Also I found the artificers monocle in the MiC. That seems like a really good item.  For a measely 1500 enough identify's to last the rest of the campaign with easy requirements seems really powerfull to me. And I might even get the others to agree buying it with the party pot (we made a deal to each set aside 10% of our  personal loot as a party pot. This is to buy for healsticks, ressurections and other stuff off benefit to the entire party.)

Have others tried this item? Is it as good as I think?


----------



## Freakohollik (Dec 25, 2009)

shadyizok said:


> IReally? No extend? I thought that to be a great rod. To get things like your mage armor/greater mage armor, tattoo and falselife to last all day long.
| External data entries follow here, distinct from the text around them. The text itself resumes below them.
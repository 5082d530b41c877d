//! The simplicial complex container.
//!
//! [`SimplicialComplex`] holds vertices, edges, triangular faces and
//! tetrahedra with their oriented incidence relations. The fundamental data
//! are three signed incidence matrices (edge→vertex, face→edge, tet→face)
//! plus a vertex existence bitset to support isolated vertices; three exact
//! transposes are maintained alongside for efficient deletion and traversal.
//! Dead slots are pooled per kind and reused by later additions.
//!
//! Editing is split across the submodules of this directory: additions with
//! orientation resolution in `add`, orphan-checked deletion in `delete`,
//! read-only queries in `queries`, stateless walkers in `walkers`, and the
//! boundary/manifoldness predicates in `boundary` and `manifold`.

mod add;
mod boundary;
mod delete;
mod manifold;
mod queries;
mod walkers;

use crate::data::property::PropertyRegistry;
use crate::topology::handles::{EdgeHandle, FaceHandle, TetHandle, VertexHandle};
use crate::topology::incidence::IncidenceMatrix;

/// How strictly duplicate simplices are rejected when safe mode is on.
///
/// With safe mode off no duplicate or structural checks run at all. With
/// safe mode on, the structural checks (an edge's vertices distinct, a
/// face's edges closing into a triangle, a tet's faces closing into a
/// tetrahedron) always run, and this mode selects the duplicate policy.
#[derive(Clone, Copy, Debug, Default, PartialEq, Eq, Hash)]
pub enum DuplicateSimplexMode {
    /// Any kind of duplicate is allowed.
    Arbitrary,
    /// Allow simplices that differ in orientation or share some
    /// sub-simplices; reject only an identically oriented duplicate.
    Relaxed,
    /// No duplication at all: reject any simplex sharing two or more
    /// sub-simplices with an existing one, in either orientation.
    #[default]
    None,
}

/// A collection of vertices, edges, faces and tets with oriented
/// connectivity information.
#[derive(Debug, Default)]
pub struct SimplicialComplex {
    // Simplex counts.
    pub(crate) n_verts: usize,
    pub(crate) n_edges: usize,
    pub(crate) n_faces: usize,
    pub(crate) n_tets: usize,

    // Fundamental mesh data (incidence matrix format).
    pub(crate) tf: IncidenceMatrix,
    pub(crate) fe: IncidenceMatrix,
    pub(crate) ev: IncidenceMatrix,
    /// Vertex existence, to support isolated vertices.
    pub(crate) verts: Vec<bool>,

    // Exact transposes, needed for efficient deletion and traversal.
    pub(crate) ft: IncidenceMatrix,
    pub(crate) ef: IncidenceMatrix,
    pub(crate) ve: IncidenceMatrix,

    // Pools of vacated slots, so additions can reuse deleted rows.
    pub(crate) dead_verts: Vec<usize>,
    pub(crate) dead_edges: Vec<usize>,
    pub(crate) dead_faces: Vec<usize>,
    pub(crate) dead_tets: Vec<usize>,

    // Registered property side-tables, per kind, resized on arena growth.
    pub(crate) vert_props: PropertyRegistry,
    pub(crate) edge_props: PropertyRegistry,
    pub(crate) face_props: PropertyRegistry,
    pub(crate) tet_props: PropertyRegistry,

    safe_mode: bool,
    duplicate_mode: DuplicateSimplexMode,
}

impl SimplicialComplex {
    /// Creates an empty complex with safe mode on and the strictest
    /// duplicate policy.
    pub fn new() -> Self {
        Self {
            safe_mode: true,
            ..Self::default()
        }
    }

    /// Toggle the extra structural and duplicate validation performed by
    /// additions.
    pub fn set_safe_mode(&mut self, safe: bool) {
        self.safe_mode = safe;
    }

    /// Whether additions perform extra validation.
    pub fn safe_mode(&self) -> bool {
        self.safe_mode
    }

    /// Select the duplicate policy applied when safe mode is on.
    pub fn set_duplicate_mode(&mut self, mode: DuplicateSimplexMode) {
        self.duplicate_mode = mode;
    }

    /// The active duplicate policy.
    pub fn duplicate_mode(&self) -> DuplicateSimplexMode {
        self.duplicate_mode
    }

    /// Number of live vertices.
    pub fn num_vertices(&self) -> usize {
        self.n_verts
    }

    /// Number of live edges.
    pub fn num_edges(&self) -> usize {
        self.n_edges
    }

    /// Number of live faces.
    pub fn num_faces(&self) -> usize {
        self.n_faces
    }

    /// Number of live tets.
    pub fn num_tets(&self) -> usize {
        self.n_tets
    }

    /// Whether `v` refers to a live vertex.
    pub fn vertex_exists(&self, v: VertexHandle) -> bool {
        v.is_valid() && v.index() < self.verts.len() && self.verts[v.index()]
    }

    /// Whether `e` refers to a live edge.
    pub fn edge_exists(&self, e: EdgeHandle) -> bool {
        e.is_valid() && e.index() < self.ev.num_rows() && self.ev.row_len(e.index()) > 0
    }

    /// Whether `f` refers to a live face.
    pub fn face_exists(&self, f: FaceHandle) -> bool {
        f.is_valid() && f.index() < self.fe.num_rows() && self.fe.row_len(f.index()) > 0
    }

    /// Whether `t` refers to a live tet.
    pub fn tet_exists(&self, t: TetHandle) -> bool {
        t.is_valid() && t.index() < self.tf.num_rows() && self.tf.row_len(t.index()) > 0
    }

    // Arena sizes: the number of slots currently allocated per kind, live or
    // dead. Properties are sized to these, not to the live counts.

    #[inline]
    pub(crate) fn vertex_slots(&self) -> usize {
        self.verts.len()
    }

    #[inline]
    pub(crate) fn edge_slots(&self) -> usize {
        self.ev.num_rows()
    }

    #[inline]
    pub(crate) fn face_slots(&self) -> usize {
        self.fe.num_rows()
    }

    #[inline]
    pub(crate) fn tet_slots(&self) -> usize {
        self.tf.num_rows()
    }

    /// Pop a dead vertex slot or grow the arenas by one, notifying
    /// registered vertex properties.
    pub(crate) fn alloc_vertex_slot(&mut self) -> usize {
        match self.dead_verts.pop() {
            Some(idx) => {
                debug_assert!(!self.verts[idx]);
                self.verts[idx] = true;
                idx
            }
            None => {
                self.ev.add_cols(1);
                self.ve.add_rows(1);
                self.verts.push(true);
                self.vert_props.resize_all(self.verts.len());
                self.verts.len() - 1
            }
        }
    }

    /// Pop a dead edge slot or grow the arenas by one, notifying registered
    /// edge properties.
    pub(crate) fn alloc_edge_slot(&mut self) -> usize {
        match self.dead_edges.pop() {
            Some(idx) => idx,
            None => {
                self.fe.add_cols(1);
                self.ef.add_rows(1);
                self.ev.add_rows(1);
                self.ve.add_cols(1);
                debug_assert_eq!(self.ev.num_rows(), self.ve.num_cols());
                debug_assert_eq!(self.ev.num_cols(), self.ve.num_rows());
                let idx = self.ev.num_rows() - 1;
                self.edge_props.resize_all(self.ev.num_rows());
                idx
            }
        }
    }

    /// Pop a dead face slot or grow the arenas by one, notifying registered
    /// face properties.
    pub(crate) fn alloc_face_slot(&mut self) -> usize {
        match self.dead_faces.pop() {
            Some(idx) => idx,
            None => {
                self.tf.add_cols(1);
                self.ft.add_rows(1);
                self.fe.add_rows(1);
                self.ef.add_cols(1);
                debug_assert_eq!(self.fe.num_rows(), self.ef.num_cols());
                debug_assert_eq!(self.fe.num_cols(), self.ef.num_rows());
                let idx = self.fe.num_rows() - 1;
                self.face_props.resize_all(self.fe.num_rows());
                idx
            }
        }
    }

    /// Pop a dead tet slot or grow the arenas by one, notifying registered
    /// tet properties.
    pub(crate) fn alloc_tet_slot(&mut self) -> usize {
        match self.dead_tets.pop() {
            Some(idx) => idx,
            None => {
                self.tf.add_rows(1);
                self.ft.add_cols(1);
                debug_assert_eq!(self.ft.num_rows(), self.tf.num_cols());
                let idx = self.tf.num_rows() - 1;
                self.tet_props.resize_all(self.tf.num_rows());
                idx
            }
        }
    }
}

#[cfg(test)]
mod tests {
    use super::*;

    #[test]
    fn fresh_complex_is_empty_and_safe() {
        let c = SimplicialComplex::new();
        assert_eq!(c.num_vertices(), 0);
        assert_eq!(c.num_edges(), 0);
        assert_eq!(c.num_faces(), 0);
        assert_eq!(c.num_tets(), 0);
        assert!(c.safe_mode());
        assert_eq!(c.duplicate_mode(), DuplicateSimplexMode::None);
    }

    #[test]
    fn invalid_handles_do_not_exist() {
        let c = SimplicialComplex::new();
        assert!(!c.vertex_exists(VertexHandle::invalid()));
        assert!(!c.edge_exists(EdgeHandle::invalid()));
        assert!(!c.face_exists(FaceHandle::invalid()));
        assert!(!c.tet_exists(TetHandle::invalid()));
    }

    #[test]
    fn out_of_range_handles_do_not_exist() {
        let mut c = SimplicialComplex::new();
        c.add_vertex();
        assert!(!c.vertex_exists(VertexHandle::from_index(5)));
        assert!(!c.edge_exists(EdgeHandle::from_index(0)));
    }
}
Those spells last 1 hour/level which is all day long in most cases. The case where you're not covered is if you're doing some kind of overland travel and dealing with random encounters every few hours. That case typically doesn't come up enough to warrant buying the rod.


----------



## Runestar (Dec 25, 2009)

> Those spells last 1 hour/level which is all day long in most cases. The case where you're not covered is if you're doing some kind of overland travel and dealing with random encounters every few hours. That case typically doesn't come up enough to warrant buying the rod.




At lower lvs, you typically don't have the caster lv to make spells last all day. In these cases, extend can be well worth it. Say at 5th lv, a 1 hour/lv spell would last 5 hours. Extend, well, extends this to 10 hours, easily the bulk of your adventuring day. 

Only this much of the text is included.